I glance ahead to the calibration chapter to double check times and procedures. Then it strikes me. I haven’t read a word about manually entering a fingerstick. With increasing alarm, I shuffle back and forth though the User Guide. Next I fool around with all the menus and buttons. You gotta be fucking kidding me.

It is true. You cannot use any meter to calibrate other than the one built-in to the Navigator’s Receiver. And it takes FreeStyle test strips. The old manual-coding kind. The kind I have no access too. You cannot even turn on the blood sugar testing mode of the Navigator through the menus. You have to stick a OldStyle FreeStyle strip into the port on one corner of the receiver to turn on that mode at all.

Well…..shit.


We haven’t carried OldStyle strips since FreeStyle light was introduced, what, almost two years ago? Coding errors are the bane of diabetes education. We threw away all the OldStyle meters and replaced them with the self-cal models.

Ironically, and further proof if you needed it that God as a wicked sense of humor, just last month I was given a couple of hundred OldStyle strips which I promptly re-distributed to an Un-insured OmniPod user I know whose keeping alive out-of-pocket. Definitely not someone you can be an indian-giver with.

So I call Charlotte. She’s one of my Peer Educators and she job-shares with Debbie at the private practice clinic I wrote about recently. Charlotte uses a Cozmo pump. In fact, I pushed it through her insurance and trained her on it. As she has Lovelace, she’s able to use the attachable Cozmonitor meter ‘cause they are better sports about letting patients choose the test strips that are right for them. I’m “covered” by Presbyterian who doesn’t give a rat’s ass what’s right for me.

Yep, Charlotte’s little stick-of-gum-sized meter uses OldStyle strips.
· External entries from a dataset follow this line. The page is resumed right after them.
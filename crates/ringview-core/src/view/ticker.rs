// src/view/ticker.rs
//! Periodic background task with a stop channel.

use std::io;
use std::thread::{self, JoinHandle};
use std::time::Duration;

use crossbeam_channel::{RecvTimeoutError, Sender};
use log::{debug, info};

/// Runs `tick` every `period` on a dedicated thread until stopped.
///
/// Stopping drops the channel sender, which wakes the sleeping thread
/// immediately; dropping the ticker stops it and joins the thread.
pub(crate) struct Ticker {
    name: String,
    stop_tx: Option<Sender<()>>,
    handle: Option<JoinHandle<()>>,
}

impl Ticker {
    /// Spawn the thread. `tick` returns `false` to end the loop on its own.
    pub fn spawn<F>(name: &str, period: Duration, mut tick: F) -> io::Result<Self>
    where
        F: FnMut() -> bool + Send + 'static,
    {
        let (stop_tx, stop_rx) = crossbeam_channel::bounded::<()>(1);

        let handle = thread::Builder::new().name(name.to_owned()).spawn(move || {
            loop {
                if !tick() {
                    debug!("Ticker owner gone, exiting");
                    break;
                }
                match stop_rx.recv_timeout(period) {
                    Err(RecvTimeoutError::Timeout) => continue,
                    Ok(()) | Err(RecvTimeoutError::Disconnected) => break,
                }
            }
        })?;

        info!("Started '{}' every {:?}", name, period);
        Ok(Self {
            name: name.to_owned(),
            stop_tx: Some(stop_tx),
            handle: Some(handle),
        })
    }

    /// Signal the thread and wait for it, unless called from the thread itself.
    pub fn stop(&mut self) {
        drop(self.stop_tx.take());

        let Some(handle) = self.handle.take() else {
            return;
        };
        if handle.thread().id() == thread::current().id() {
            // Owner dropped from inside a tick; the loop exits on its next wait.
            return;
        }
        if handle.join().is_err() {
            log::error!("Ticker '{}' panicked", self.name);
        }
        info!("Stopped '{}'", self.name);
    }

    pub fn is_running(&self) -> bool {
        self.handle.as_ref().is_some_and(|h| !h.is_finished())
    }
}

impl Drop for Ticker {
    fn drop(&mut self) {
        self.stop();
    }
}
That means she has exactly what I need in her medicine cabinet.

I whip out my PDA to look up her cell phone number. I dial her up on my circa 1930s rotary phone. Zzzzzt. Click-click-click. Zzzt. Click-click. Zzzzzzzt. Click-click-click-click. Zzzzzzzzzzzzzzzzzt. Click-click-click-click-click. I love the sound those old metal dial phones make.

Hey, ummmm, sorry to bother you, but could I borrow a cup of sugar?

Next time: hook up and hang out.

1 Comments:

Blogger Crystal said...

Your imagery cracks me up.
Cannot wait to read more.

Stupid companies trying to monopolize on test strips. Will it ever end.